In Pimlico Plumbers Limited and another v Smith [2018], the Supreme Court unanimously agreed that an Employment Tribunal was entitled to find that Gary Smith was a worker under section 203(1) of the Employment Rights Act 1996, rather than a self-employed contractor.

Background to the Pimlico Plumbers case

Mr Smith carried out work for Pimlico Plumbers from 2005 until 2011, following which he brought various employment claims on the basis that he was an employee and/or a worker.

The Employment Tribunal initially found that, although Mr Smith was not an employee, he was a worker under section 203(1) of the act and therefore most of his claims could proceed. Pimlico Plumbers denied that Mr Smith was a worker and claimed he was self-employed.

Supreme Court’s decision

Section 203(1) of the act states that a worker is an individual who enters into or works under something other than a contract of employment, where they undertake to “perform personally any work or services for another party to the contract” and that other party is not “a client or customer”.

Pimlico Plumbers argued that there was no requirement to personally perform work, as Mr Smith had a right to substitute someone else to carry out the work.

The Supreme Court pointed out that although Mr Smith had this right and it had a wide reach, there was no express right to substitute in Mr Smith’s contract.  The contract was couched in terms directed to performance by Mr Smith personally; the right to substitute was significantly limited – work could only be substituted to other Pimlico Plumbers operatives who were bound by the same obligations as Mr Smith.

The company argued that they were a client or customer of Mr Smith, that they were not obligated to provide work nor did they have a right to supervise work. They also argued that Mr Smith was not obliged to accept work and he also bore some of the financial risks.

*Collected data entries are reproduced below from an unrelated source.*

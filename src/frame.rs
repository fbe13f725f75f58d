use image::RgbaImage;

use crate::error::{CelError, Result};
use crate::palette::Palette;

/// Width of every frame outside the headered family.
pub const FIXED_WIDTH: usize = 32;

#[derive(Debug, Clone, PartialEq, Eq)]
pub struct Frame {
    pub width: usize,
    pub height: usize,
    pub pixels: Vec<u8>,
}

impl Frame {
    /// Pairs decoded RGBA bytes with a width. The bytes must split into whole rows.
    pub fn assemble(pixels: Vec<u8>, width: usize) -> Result<Frame> {
        if width == 0 {
            return Err(CelError::ZeroWidth);
        }

        if pixels.is_empty() {
            return Err(CelError::EmptyFrame);
        }

        let stride = width * 4;

        if pixels.len() % stride != 0 {
            return Err(CelError::InexactHeight {
                len: pixels.len(),
                width,
            });
        }

        Ok(Frame {
            width,
            height: pixels.len() / stride,
            pixels,
        })
    }

    pub fn to_image(&self) -> Option<RgbaImage> {
        RgbaImage::from_raw(self.width as u32, self.height as u32, self.pixels.clone())
    }
}

/// Forward-only reader over one frame's bytes; every read is checked against the frame length.
#[derive(Debug, Clone)]
pub struct ByteCursor<'a> {
    bytes: &'a [u8],
    pos: usize,
}

impl<'a> ByteCursor<'a> {
    pub fn new(bytes: &'a [u8]) -> Self {
        ByteCursor { bytes, pos: 0 }
    }

    pub fn position(&self) -> usize {
        self.pos
    }

    pub fn is_done(&self) -> bool {
        self.pos >= self.bytes.len()
    }

    fn truncated(&self, at: usize) -> CelError {
        CelError::TruncatedFrame {
            at,
            length: self.bytes.len(),
        }
    }

    pub fn read_u8(&mut self) -> Result<u8> {
        let byte = *self.bytes.get(self.pos).ok_or(self.truncated(self.pos))?;
        self.pos += 1;

        Ok(byte)
    }

    pub fn take(&mut self, count: usize) -> Result<&'a [u8]> {
        let bytes = self.bytes;
        let end = self.pos + count;
        let run = bytes.get(self.pos..end).ok_or(self.truncated(end))?;
        self.pos = end;

        Ok(run)
    }

    pub fn skip(&mut self, count: usize) -> Result<()> {
        self.take(count).map(|_| ())
    }

    pub fn seek(&mut self, pos: usize) -> Result<()> {
        if pos > self.bytes.len() {
            return Err(self.truncated(pos));
        }

        self.pos = pos;

        Ok(())
    }

    pub fn rest(&mut self) -> &'a [u8] {
        let bytes = self.bytes;
        let rest = &bytes[self.pos.min(bytes.len())..];
        self.pos = self.bytes.len();

        rest
    }
}

/// Scratch state of a single decode call.
pub struct DecodeContext<'a> {
    pub src: ByteCursor<'a>,
    palette: &'a Palette,
    out: Vec<u8>,
}

impl<'a> DecodeContext<'a> {
    pub fn new(frame: &'a [u8], palette: &'a Palette) -> Self {
        DecodeContext {
            src: ByteCursor::new(frame),
            palette,
            out: Vec::with_capacity(FIXED_WIDTH * FIXED_WIDTH * 4),
        }
    }

    pub fn put_color(&mut self, idx: u8) {
        let [r, g, b] = self.palette.color(idx);

        self.out.extend_from_slice(&[r, g, b, 255]);
    }

    pub fn put_colors(&mut self, indices: &[u8]) {
        for &idx in indices {
            self.put_color(idx);
        }
    }

    pub fn fill_transparent(&mut self, count: usize) {
        self.out.resize(self.out.len() + count * 4, 0);
    }

    pub fn into_pixels(self) -> Vec<u8> {
        self.out
    }
}

/// Uncompressed 32x32 block, one palette index per byte.
pub fn decode_raw(frame: &[u8], palette: &Palette) -> Vec<u8> {
    let mut ctx = DecodeContext::new(frame, palette);
    let indices = ctx.src.rest();
    ctx.put_colors(indices);

    ctx.into_pixels()
}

The Supreme Court, however, noted that there “were features of the contract which strongly militated against recognition of Pimlico as a client or customer” that reflected its “tight control” over Mr Smith. These included, among other things, requirements that Mr Smith wear the branded Pimlico Plumbers uniform and drive its branded van, and the contract references to “gross misconduct” and “dismissal”, as well as its inclusion of restrictive covenants.

For the above reasons, the court found that the tribunal had been entitled to find that Mr Smith was a worker under section 203(1).

Practical points to consider

The Supreme Court decision confirms that providing someone with a right to give work away to someone else will not in itself undermine the principle of personal performance – it is the degree to which this right can be used that will be determinative, as will the terms and specific wording of the particular contract.

The decision also shows that the larger the degree of subordination of one party to the other, the less likely it is for this relationship to be one of client or customer. It will be insufficient to simply rely on a lack of mutuality of obligation or a sharing of financial risk, if the other terms give one party a strong degree of control over the other.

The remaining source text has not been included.